COVID was 'best thing ever' for Biden's campaign, aide admits

 

President Joe Biden looks down at his notes during a meeting to discuss the reopening of schools with the Director of the Centers for Disease Control and Prevention Dr. Rochelle Walensky Tuesday, Feb. 9, 2021, in the Oval Office of the White House. (Official White House photo by Adam Schultz)

The COVID-19 pandemic that hit America just as the 2020 presidential election campaign got underway was the “best thing” ever to happen to Joe Biden’s third effort to become president, according to one of his aides.

It’s true that that President Trump had led the nation to unrivaled economic heights, new influence around the world, a restored security and more, and Democrats during the campaign essentially depended on one single issue – the Wuhan virus – to attack him. Individual Democrats even blamed Trump personally for the deaths of the out-of-control worldwide pandemic.

It was Washington powerbroker Anita Dunn who said, “COVID is the best thing that ever happened to him [Biden],” according to a report in the Guardian about a new book, “Lucky: How Joe Biden Barely Won the Presidency.”

The book by Jonathan Allen and Amie Parnes is out soon, and the Guardian obtained an advance copy.
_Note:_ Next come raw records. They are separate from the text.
//! The `prompt_engine` execution pipeline.
//!
//! One invocation builds an [`ExecutionContext`] and runs it through a fixed
//! list of stages. Once a stage sets `context.response` the remaining stages
//! are skipped, except those marked [`Stage::always_runs`] (cleanup). Stage
//! errors become error responses; they never escape [`PromptEngine::execute`].

pub mod context;
pub mod error;
pub mod request;
pub mod response;
pub mod services;
pub mod stages;

use anyhow::Result;
use tracing::{debug_span, instrument, warn};

pub use context::ExecutionContext;
pub use request::PromptEngineRequest;
pub use response::ToolResponse;
pub use services::{Collaborators, EngineServices};

pub trait Stage {
    fn name(&self) -> &'static str;

    fn run(&self, ctx: &mut ExecutionContext, services: &EngineServices) -> Result<()>;

    /// Run even after an earlier stage produced the response.
    fn always_runs(&self) -> bool {
        false
    }
}

pub struct PromptEngine {
    services: EngineServices,
    stages: Vec<Box<dyn Stage>>,
}

impl PromptEngine {
    pub fn new(services: EngineServices) -> Self {
        Self::with_stages(services, stages::default_stages())
    }

    pub fn with_stages(services: EngineServices, stages: Vec<Box<dyn Stage>>) -> Self {
        Self { services, stages }
    }

    pub fn services(&self) -> &EngineServices {
        &self.services
    }

    pub fn stage_names(&self) -> Vec<&'static str> {
        self.stages.iter().map(|s| s.name()).collect()
    }

    #[instrument(skip_all, fields(command = request.command.as_deref(), chain_id = request.chain_id.as_deref()))]
    pub fn execute(&self, request: PromptEngineRequest) -> ToolResponse {
        let mut ctx = ExecutionContext::new(request);
        for stage in &self.stages {
            if ctx.has_response() && !stage.always_runs() {
                continue;
            }
            let span = debug_span!(
                "stage",
                name = stage.name(),
                scope = %ctx.state.lifecycle.scope_id
            );
            let _guard = span.enter();
            if let Err(err) = stage.run(&mut ctx, &self.services) {
                warn!(stage = stage.name(), err = %format!("{err:#}"), "stage failed");
                if !ctx.has_response() {
                    ctx.response = Some(error::error_response(&err));
                }
            }
        }
        ctx.response.unwrap_or_else(|| {
            ToolResponse::error("Internal error: the pipeline finished without a response")
        })
    }
}
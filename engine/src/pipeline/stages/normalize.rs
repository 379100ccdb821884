use anyhow::{Result, bail};
use tracing::debug;

use crate::pipeline::context::ExecutionContext;
use crate::pipeline::services::EngineServices;
use crate::pipeline::Stage;

/// Rejects conflicting options before anything is parsed.
pub struct RequestNormalization;

impl Stage for RequestNormalization {
    fn name(&self) -> &'static str {
        "request-normalization"
    }

    fn run(&self, ctx: &mut ExecutionContext, _services: &EngineServices) -> Result<()> {
        ctx.request.normalize()?;
        debug!(
            resume = ctx.request.chain_id.is_some(),
            has_response = ctx.request.user_response.is_some(),
            "request normalized"
        );
        Ok(())
    }
}

pub struct DependencyCheck;

impl Stage for DependencyCheck {
    fn name(&self) -> &'static str {
        "dependency-check"
    }

    fn run(&self, _ctx: &mut ExecutionContext, services: &EngineServices) -> Result<()> {
        if services.catalog.is_empty() {
            bail!(
                "no prompt definitions loaded from {}",
                services.config.prompts_dir.display()
            );
        }
        Ok(())
    }
}
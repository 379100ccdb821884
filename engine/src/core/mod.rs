//! Deterministic, pure logic shared by the engine.
//!
//! Core modules must be free of I/O side effects. They operate on in-memory
//! data structures and return deterministic outputs suitable for tests.

pub mod catalog;
pub mod decisions;
pub mod frameworks;
pub mod gates;
pub mod parser;
pub mod review;
pub mod scripts;
pub mod session;
pub mod types;
pub mod verify;
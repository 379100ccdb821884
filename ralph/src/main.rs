//! `ralph`: stop hook for loop-mode shell verifications.
//!
//! The engine writes `verify-active.json` into its runtime directory when a
//! `verify:` directive runs with `loop:true`. On every stop event the agent
//! invokes `ralph stop`, which re-runs the check and either lets the agent
//! stop or blocks it with the failure output.

mod hook;

use std::io::Read;
use std::path::PathBuf;
use std::sync::Arc;

use anyhow::{Context, Result};
use clap::{Parser, Subcommand};
use engine::io::config::{DEFAULT_CONFIG_FILE, RUNTIME_DIR_ENV, load_resolved};
use engine::io::git::GitCheckpoints;
use engine::io::isolation::CliIsolationSpawner;
use engine::io::shell::ProcessShellExecutor;
use engine::logging;
use engine::verification::ShellVerificationService;
use tracing::debug;

#[derive(Parser)]
#[command(name = "ralph", version, about = "Stop hook for engine shell verification loops")]
struct Cli {
    /// Engine config file; supplies verification and isolation settings.
    #[arg(long, global = true, default_value = DEFAULT_CONFIG_FILE)]
    config: PathBuf,
    /// Runtime directory holding `verify-active.json`.
    #[arg(long, global = true, env = RUNTIME_DIR_ENV)]
    runtime_dir: Option<PathBuf>,
    #[command(subcommand)]
    command: Command,
}

#[derive(Subcommand)]
enum Command {
    /// Handle a stop event (hook JSON on stdin).
    Stop,
    /// Print the active loop state, if any.
    Status,
    /// Remove the active loop state.
    Clear,
}

fn main() {
    logging::init();
    if let Err(err) = run() {
        eprintln!("{:#}", err);
        std::process::exit(1);
    }
}

fn run() -> Result<()> {
    let cli = Cli::parse();
    let mut config = load_resolved(&cli.config)?;
    if let Some(dir) = cli.runtime_dir {
        config.runtime_dir = dir;
    }
    debug!(runtime_dir = %config.runtime_dir.display(), "ralph configured");

    let verification = ShellVerificationService::new(
        Arc::new(ProcessShellExecutor),
        Arc::new(CliIsolationSpawner::new(
            config.verification.isolation.clone(),
            &config.runtime_dir,
        )),
        Arc::new(GitCheckpoints),
        &config.verification,
        &config.runtime_dir,
    );

    match cli.command {
        Command::Stop => cmd_stop(&verification),
        Command::Status => cmd_status(&verification),
        Command::Clear => cmd_clear(&verification),
    }
}

fn cmd_stop(verification: &ShellVerificationService) -> Result<()> {
    let mut input = String::new();
    std::io::stdin()
        .read_to_string(&mut input)
        .context("read hook input")?;
    if let Some(decision) = hook::on_stop(&input, verification)? {
        let payload = serde_json::to_string(&decision).context("serialize hook decision")?;
        println!("{payload}");
    }
    Ok(())
}

fn cmd_status(verification: &ShellVerificationService) -> Result<()> {
    match verification.loop_state()? {
        Some(state) => {
            let payload =
                serde_json::to_string_pretty(&state).context("serialize verify state")?;
            println!("{payload}");
        }
        None => println!("no active verification loop"),
    }
    Ok(())
}

fn cmd_clear(verification: &ShellVerificationService) -> Result<()> {
    verification.clear_loop_state()?;
    println!("verification loop state cleared");
    Ok(())
}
“It was, the authors add, a necessarily private comment that ‘campaign officials believed but would never say in public’ as the U.S. reeled from the impact of the pandemic amid hospitals stretched to breaking and with deaths mounting and the economy falling off a cliff,” the Guardian reported.

The remark by Dunn was made to “an associate,” the report said.

So far, there have been hundreds of millions of COVID-19 cases around the globe, and some 2.5 million deaths, including the 500,000 plus deaths in the U.S.

The report said Allen and Parnes, of NBC News and The Hill, previously collaborated on a book about Hillary Clinton’s second failed White House run, in 2016.

The Guardian’s analysis found, “Dunn’s reported comment points to what became the dominant theme of the election. As the pandemic capsized Trump along with the economy Biden, through a much more cautious approach to campaigning and basic public health concerns, appealed to voters as the right man to manage a recovery.

“Trump sought to hammer Biden for ‘hiding in his basement’ – a reference to Biden’s decision to rarely leave home in Wilmington, Delaware, instead campaigning virtually while the president held rallies and ignored public health guidelines.”

The Washington Examiner pointed out the comment, “at a time when the United States was struggling with rising death tolls, a shattered economy, and a health system close to breaking,” could be “seized on by Biden’s critics that his campaign used the suffering of the public in the opportunistic pursuit of power.”

The report said, “That private thinking reflects what many political analysts said at the time, that the rampant pandemic undermined then-President Donald Trump’s solid economic achievements and standing in national and battleground state opinion polls.”